O.k., so snow is not educational, but it was fun for the boys, so I am posting it! We were trapped on I-95 the night it snowed in Savannah, because we were on our way to Spartanburg to celebrate Cooper's birthday. We were able to drive the next morning and luckily, there was still plenty of snow at Joyce's (Grandma's) that the boys could play in. As you can see, even Otis (the dog) got in on the fun!
Carter could not resist making a snow angel! These boys have been waiting on snow for YEARS now, so snow angels it was!!

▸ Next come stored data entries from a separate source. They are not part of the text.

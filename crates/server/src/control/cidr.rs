// BSD 3-Clause License
// Copyright (c) 2026, Virtual Cable S.L.
// All rights reserved.
//
// Redistribution and use in source and binary forms, with or without
// modification, are permitted provided that the following conditions are met:
//
// 1. Redistributions of source code must retain the above copyright notice,
//    this list of conditions and the following disclaimer.
//
// 2. Redistributions in binary form must reproduce the above copyright notice,
//    this list of conditions and the following disclaimer in the documentation
//    and/or other materials provided with the distribution.
//
// 3. Neither the name of the copyright holder nor the names of its contributors
//    may be used to endorse or promote products derived from this software
//    without specific prior written permission.
//
// THIS SOFTWARE IS PROVIDED BY THE COPYRIGHT HOLDERS AND CONTRIBUTORS "AS IS"
// AND ANY EXPRESS OR IMPLIED WARRANTIES, INCLUDING, BUT NOT LIMITED TO, THE
// IMPLIED WARRANTIES OF MERCHANTABILITY AND FITNESS FOR A PARTICULAR PURPOSE ARE
// DISCLAIMED. IN NO EVENT SHALL THE COPYRIGHT HOLDER OR CONTRIBUTORS BE LIABLE
// FOR ANY DIRECT, INDIRECT, INCIDENTAL, SPECIAL, EXEMPLARY, OR CONSEQUENTIAL
// DAMAGES (INCLUDING, BUT NOT LIMITED TO, PROCUREMENT OF SUBSTITUTE GOODS OR
// SERVICES; LOSS OF USE, DATA, OR PROFITS; OR BUSINESS INTERRUPTION) HOWEVER
// CAUSED AND ON ANY THEORY OF LIABILITY, WHETHER IN CONTRACT, STRICT LIABILITY,
// OR TORT (INCLUDING NEGLIGENCE OR OTHERWISE) ARISING IN ANY WAY OUT OF THE USE
// OF THIS SOFTWARE, EVEN IF ADVISED OF THE POSSIBILITY OF SUCH DAMAGE.

// Authors: Adolfo Gómez, dkmaster at dkmon dot com
use std::net::IpAddr;

use anyhow::Result;

/// CIDR source filter for control requests, e.g. `127.0.0.1/8`.
#[derive(Debug, Clone)]
pub struct CidrMask {
    network: IpAddr,
    prefix: u8,
}

impl CidrMask {
    pub fn parse(mask: &str) -> Result<Self> {
        let (network, prefix) = match mask.split_once('/') {
            Some((network, prefix)) => (
                network.parse::<IpAddr>()?,
                prefix
                    .parse::<u8>()
                    .map_err(|_| anyhow::anyhow!("invalid prefix length in {}", mask))?,
            ),
            None => {
                let addr = mask.parse::<IpAddr>()?;
                let full = if addr.is_ipv4() { 32 } else { 128 };
                (addr, full)
            }
        };
        let max = if network.is_ipv4() { 32 } else { 128 };
        if prefix > max {
            anyhow::bail!("prefix length {} too long for {}", prefix, mask);
        }
        Ok(CidrMask { network, prefix })
    }

    pub fn contains(&self, ip: IpAddr) -> bool {
        match (self.network, ip) {
            (IpAddr::V4(network), IpAddr::V4(ip)) => {
                prefix_matches(&network.octets(), &ip.octets(), self.prefix)
            }
            (IpAddr::V6(network), IpAddr::V6(ip)) => {
                prefix_matches(&network.octets(), &ip.octets(), self.prefix)
            }
            // Loopback over the other family still maps into the mask
            (IpAddr::V4(network), IpAddr::V6(ip)) => match ip.to_ipv4_mapped() {
                Some(ip) => prefix_matches(&network.octets(), &ip.octets(), self.prefix),
                None => false,
            },
            (IpAddr::V6(_), IpAddr::V4(_)) => false,
        }
    }
}

fn prefix_matches(network: &[u8], ip: &[u8], prefix: u8) -> bool {
    let full_bytes = (prefix / 8) as usize;
    if network[..full_bytes] != ip[..full_bytes] {
        return false;
    }
    let rest = prefix % 8;
    if rest == 0 {
        return true;
    }
    let mask = 0xffu8 << (8 - rest);
    (network[full_bytes] & mask) == (ip[full_bytes] & mask)
}

#[cfg(test)]
mod tests {
    use super::*;

    #[test]
    fn test_loopback_mask() {
        let mask = CidrMask::parse("127.0.0.1/8").unwrap();
        assert!(mask.contains("127.0.0.1".parse().unwrap()));
        assert!(mask.contains("127.42.0.7".parse().unwrap()));
        assert!(!mask.contains("128.0.0.1".parse().unwrap()));
        assert!(!mask.contains("10.0.0.1".parse().unwrap()));
    }

    #[test]
    fn test_exact_host() {
        let mask = CidrMask::parse("10.1.2.3").unwrap();
        assert!(mask.contains("10.1.2.3".parse().unwrap()));
        assert!(!mask.contains("10.1.2.4".parse().unwrap()));
    }

    #[test]
    fn test_uneven_prefix() {
        let mask = CidrMask::parse("192.168.0.0/20").unwrap();
        assert!(mask.contains("192.168.15.255".parse().unwrap()));
        assert!(!mask.contains("192.168.16.0".parse().unwrap()));
    }

    #[test]
    fn test_mapped_ipv6_loopback() {
        let mask = CidrMask::parse("127.0.0.1/8").unwrap();
        assert!(mask.contains("::ffff:127.0.0.1".parse().unwrap()));
        assert!(!mask.contains("::1".parse().unwrap()));
    }

    #[test]
    fn test_rejects_garbage() {
        assert!(CidrMask::parse("not-an-ip/8").is_err());
        assert!(CidrMask::parse("127.0.0.1/33").is_err());
        assert!(CidrMask::parse("127.0.0.1/x").is_err());
    }
}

Ah, the devilish grin that accompanies a large snowball aimed at a brother!!
Run, Forest (Carter), Run!!
Posted by Picasa


We have started to study La Clase Divertida, which is a spanish curriculum. As part of the curriculum, you are encouraged to make different spanish crafts and cook different spanish foods. One of our first forays into spanish cooking was tostones. These are really easy to make and really yummy. To begin, I took both boys to a mexican grocery store. We went in to buy our plaintains and the lady asked me what I was going to cook. I told her that we were making tostones as part of our spanish curriculum and then she encouraged both the boys to both say "hello" and "my name is" in spanish. They were a little embarrassed, but did so and were proud of themselves when they left! So, after we bought our plaintains and went home, the next step was to cut them into one inch slices. I was nervous, but I allowed each boy to cut his own plaintains.
After cutting the plaintains, you have to fry
them in about three tablespoons of oil until lightly browned. When lightly browned, you take the plaintains out of the oil, and "smoosh" them with the flat end of a cup. The boys delighted in this, they giggled each time they smooshed! After the smooshing process, you fry the plaintains for another few minutes or until lightly browned again!
After the plaintains are lightly browned, you take them out of the oil, place them on a paper towel to soak up the remaining oil and dust them with either salt or powdered sugar. Then you have TOSTONES!! Mmmmm . . . these were a yummy little treat and the boys loved eating them!! I have to say, now I love spanish, too!!
Posted by Picasa


Carter and Cooper love all things EXTREME. Anything that is (or could be) a sport on the X Games, they love it!!! For Christmas, the boys both got a pair of skates and skateboards and Carter got a ripstick. This picture is of Cooper practicing his "moves" on his skateboard! And yes, the neurotic mom makes them wear the protective pads and helmets!
Carter rocks it out on his skateboard. His "moves" are a little better than Cooper's on the board, but Cooper is beginning to hold his own!
This was an awesome trick, and he fell, but he got up and was so excited that he had jumped the board and "almost" stayed on!